To a great extent, us Americans are a little too preoccupied with ourselves, even now. Thomas Friedman talks about the reasons for 9/11, and I admit it’s eye-opening for me, even though I like to believe that I’m already aware of such things. But it always comes back to a single statement: “There’s a world beyond New York?,” even though it is plain that I’m surrounded by (hills|mountains) and more greenery than in the NY Botanical Garden, but more to the point, I’m still a Chicagoan at heart.

Fact of the matter is, I prefer illusion to despair, to paraphrase the great Nelson Muntz. The world continues to turn, the old adage “never get involved in a land war in Asia” still resonates, but March Madness reigns supreme. Only now, Pitt fell to Marquette, so there will be no joy in Mudville. That’s one less distraction from “the world beyond New York,” which means it’s back to such middling concerns as the war on Iraq, not to mention signs of the impending collapse of civilization and the inevitable Stand-esque showdown between good and evil. “M-O-O-N. That spells ‘stop this ride, I want to get off!'”

They Were Here Before Your Grandparents Were Born

Every so often, I’m reminded of just why I liked New York and why I find myself missing it every so often.

Tell the truth, I get a kick out of commuting. In New York, it’s especially fun. Your train gets delayed–watch everyone whip out their phones to let people know they’ll be late. The stupendously long line for a taxi at Penn Station. Sidewalk maneuvering. Pre-walking in the subway. I miss it–but I am comfortable with the way things are right now.

The streets and sidewalks just pulse with life, all hours of the day every day. Some people might see the dense city as suffocating, but I look it as a constant reminder of being alive and living.

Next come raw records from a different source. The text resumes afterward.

//! 绑定值与结果行
//!
//! - `Value`: 绑定参数 / 结果列的动态值
//! - `Row`: 单行结果（列名 → 值，保留列顺序与重名列）
//! - `ParamType`: 参数类型描述符中的单个类型标记（`i` / `d` / `s` / `b`）
//!
//! 标量转换遵循宽松语义：字符串取数字前缀转换为数值，空串与 `"0"` 视为假。

use once_cell::sync::Lazy;
use regex::Regex;
use std::fmt;

/// 字符串开头的数字前缀（允许前导空白、符号、小数与指数）
static NUMERIC_PREFIX: Lazy<Regex> = Lazy::new(|| {
    Regex::new(r"^[ \t\n\r\x0B\x0C]*[+-]?(?:[0-9]+(?:\.[0-9]*)?|\.[0-9]+)(?:[eE][+-]?[0-9]+)?")
        .expect("numeric prefix pattern is valid")
});

/// 动态值
#[derive(Debug, Clone, PartialEq, Default)]
pub enum Value {
    #[default]
    Null,
    Integer(i64),
    Real(f64),
    Bool(bool),
    Text(String),
    Blob(Vec<u8>),
}

impl Value {
    pub fn is_null(&self) -> bool {
        matches!(self, Value::Null)
    }

    /// 字符串值的引用（非字符串返回 None）
    pub fn as_str(&self) -> Option<&str> {
        match self {
            Value::Text(s) => Some(s),
            _ => None,
        }
    }

    /// 转换为整数
    ///
    /// 字符串取数字前缀，无前缀时为 0；浮点数向零截断。
    pub fn to_int(&self) -> i64 {
        match self {
            Value::Null => 0,
            Value::Integer(i) => *i,
            Value::Real(f) => float_to_int(*f),
            Value::Bool(b) => i64::from(*b),
            Value::Text(s) => str_to_int(s),
            Value::Blob(b) => str_to_int(&String::from_utf8_lossy(b)),
        }
    }

    /// 转换为浮点数
    pub fn to_float(&self) -> f64 {
        match self {
            Value::Null => 0.0,
            Value::Integer(i) => *i as f64,
            Value::Real(f) => *f,
            Value::Bool(b) => {
                if *b {
                    1.0
                } else {
                    0.0
                }
            }
            Value::Text(s) => str_to_float(s),
            Value::Blob(b) => str_to_float(&String::from_utf8_lossy(b)),
        }
    }

    /// 转换为布尔值
    pub fn to_bool(&self) -> bool {
        match self {
            Value::Null => false,
            Value::Integer(i) => *i != 0,
            Value::Real(f) => *f != 0.0,
            Value::Bool(b) => *b,
            Value::Text(s) => !(s.is_empty() || s == "0"),
            Value::Blob(b) => !(b.is_empty() || b.as_slice() == b"0"),
        }
    }

    /// 转换为字符串（null → ""，true → "1"，false → ""）
    pub fn to_text(&self) -> String {
        match self {
            Value::Null => String::new(),
            Value::Integer(i) => i.to_string(),
            Value::Real(f) => f.to_string(),
            Value::Bool(true) => "1".to_string(),
            Value::Bool(false) => String::new(),
            Value::Text(s) => s.clone(),
            Value::Blob(b) => String::from_utf8_lossy(b).into_owned(),
        }
    }
}

fn float_to_int(f: f64) -> i64 {
    if f.is_nan() {
        0
    } else {
        // `as` 对越界值饱和截断
        f.trunc() as i64
    }
}

fn str_to_int(s: &str) -> i64 {
    let Some(prefix) = NUMERIC_PREFIX.find(s) else {
        return 0;
    };
    let digits = prefix.as_str().trim_start();
    match digits.parse::<i64>() {
        Ok(i) => i,
        Err(_) => float_to_int(digits.parse::<f64>().unwrap_or(0.0)),
    }
}

fn str_to_float(s: &str) -> f64 {
    NUMERIC_PREFIX
        .find(s)
        .and_then(|m| m.as_str().trim_start().parse::<f64>().ok())
        .unwrap_or(0.0)
}

impl fmt::Display for Value {
    fn fmt(&self, f: &mut fmt::Formatter<'_>) -> fmt::Result {
        f.write_str(&self.to_text())
    }
}

impl From<i64> for Value {
    fn from(v: i64) -> Self {
        Value::Integer(v)
    }
}

impl From<i32> for Value {
    fn from(v: i32) -> Self {
        Value::Integer(i64::from(v))
    }
}

impl From<f64> for Value {
    fn from(v: f64) -> Self {
        Value::Real(v)
    }
}

impl From<bool> for Value {
    fn from(v: bool) -> Self {
        Value::Bool(v)
    }
}

impl From<&str> for Value {
    fn from(v: &str) -> Self {
        Value::Text(v.to_string())
    }
}

impl From<String> for Value {
    fn from(v: String) -> Self {
        Value::Text(v)
    }
}

impl From<Vec<u8>> for Value {
    fn from(v: Vec<u8>) -> Self {
        Value::Blob(v)
    }
}

impl<T: Into<Value>> From<Option<T>> for Value {
    fn from(v: Option<T>) -> Self {
        v.map(Into::into).unwrap_or(Value::Null)
    }
}

/// 单行查询结果
///
/// 列按数据库返回顺序保存；重名列全部保留，按名称查找时后出现的列优先。
#[derive(Debug, Clone, PartialEq, Default)]
pub struct Row {
    columns: Vec<String>,
    values: Vec<Value>,
}

impl Row {
    pub fn new() -> Self {
        Self::default()
    }

    pub fn with_capacity(capacity: usize) -> Self {
        Self {
            columns: Vec::with_capacity(capacity),
            values: Vec::with_capacity(capacity),
        }
    }

    pub fn push(&mut self, column: impl Into<String>, value: impl Into<Value>) {
        self.columns.push(column.into());
        self.values.push(value.into());
    }

    /// 按列名取值
    pub fn get(&self, column: &str) -> Option<&Value> {
        self.columns
            .iter()
            .rposition(|c| c == column)
            .map(|idx| &self.values[idx])
    }

    pub fn contains(&self, column: &str) -> bool {
        self.columns.iter().any(|c| c == column)
    }

    /// 第一列的值
    pub fn first(&self) -> Option<&Value> {
        self.values.first()
    }

    pub fn columns(&self) -> &[String] {
        &self.columns
    }

    pub fn values(&self) -> &[Value] {
        &self.values
    }

    pub fn len(&self) -> usize {
        self.values.len()
    }

    pub fn is_empty(&self) -> bool {
        self.values.is_empty()
    }
}

impl<K: Into<String>, V: Into<Value>> FromIterator<(K, V)> for Row {
    fn from_iter<I: IntoIterator<Item = (K, V)>>(iter: I) -> Self {
        let mut row = Row::new();
        for (column, value) in iter {
            row.push(column, value);
        }
        row
    }
}

/// 参数类型标记
#[derive(Debug, Clone, Copy, PartialEq, Eq)]
pub enum ParamType {
    /// `i`
    Integer,
    /// `d`
    Double,
    /// `s`
    String,
    /// `b`
    Blob,
}

impl ParamType {
    pub fn from_tag(tag: char) -> Option<Self> {
        match tag {
            'i' => Some(ParamType::Integer),
            'd' => Some(ParamType::Double),
            's' => Some(ParamType::String),
            'b' => Some(ParamType::Blob),
            _ => None,
        }
    }

    /// 按类型标记转换绑定值；null 保持为 null
    pub fn coerce(self, value: &Value) -> Value {
        if value.is_null() {
            return Value::Null;
        }
        match self {
            ParamType::Integer => Value::Integer(value.to_int()),
            ParamType::Double => Value::Real(value.to_float()),
            ParamType::String => Value::Text(value.to_text()),
            ParamType::Blob => match value {
                Value::Blob(b) => Value::Blob(b.clone()),
                other => Value::Blob(other.to_text().into_bytes()),
            },
        }
    }
}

At night, the inhabitants pack into the bars and restaurants to hang out, socialize, nourish, and imbibe. Me, I spent many a night in one particular place, McSorley’s Old Ale House, a popular little spot on East 7th Street that’s been around since the 1840s. McSorley’s Old Ale House only serves one kind of ale, and that’s McSorley’s. McSorley’s comes in two varieties: dark and light. A round is composed of two mugs that can either be both dark or both light, or one of each. Waiter service is available at the tables, where you will be served by a right proper Irishman who will take good care of you. No matter how big your party is, he will bring all the beer that is due you in a round: it’s amazing how many mugs these guys can carry in one hand.

My friends and I went pretty regularly, usually on Thursdays around 5, which is the best time to go if you want to beat the crowds. At 5pm you will be served by a friendly man by the name of Tommy, who is one of the best waiters you’ll find at this establishment. In the grand tradition of Matty U!, we always left generous tips (so now you know where all my money went).

But graduation came, and we all went our separate ways out of the city, so our at-least-weekly McSorley’s runs came to an end. On graduation day, Gene, Joe, and I went to the saloon to drink our last round–as students, anyway.

On a recent visit to NYC, Gene and I dropped by McSorley’s to grab some lunch and some beer before heading back to his place. It was shortly past 11, so they were barely open. Besides the two of us and another couple that had just wandered in, the place was empty. What’s more, the sun was streaming in through the windows…strange. We ordered a couple of burgers apiece and a round of dark. Halfway into eating, who should I spot but Tommy, dressed quite suavely and heading towards the back. I acknowledge him with a nod. I expect him to just say “Hello, how are you fellows today?” but he stops and, having recognized us, turns around, extends his hand to me and Gene, saying “Good to see you fellows!” A few minutes later, he’s walking towards our table from the bar with four mugs of dark, sets them down with a flourish, saying “Here you are fellows, always good to see you,” and shakes our hands again.

When we get up to settle accounts, our tab is $7 less than what it should have been. Good ol’ Tommy bought us a round! It’s little things like that that make me feel all good inside. It’s little things like that that make me miss New York.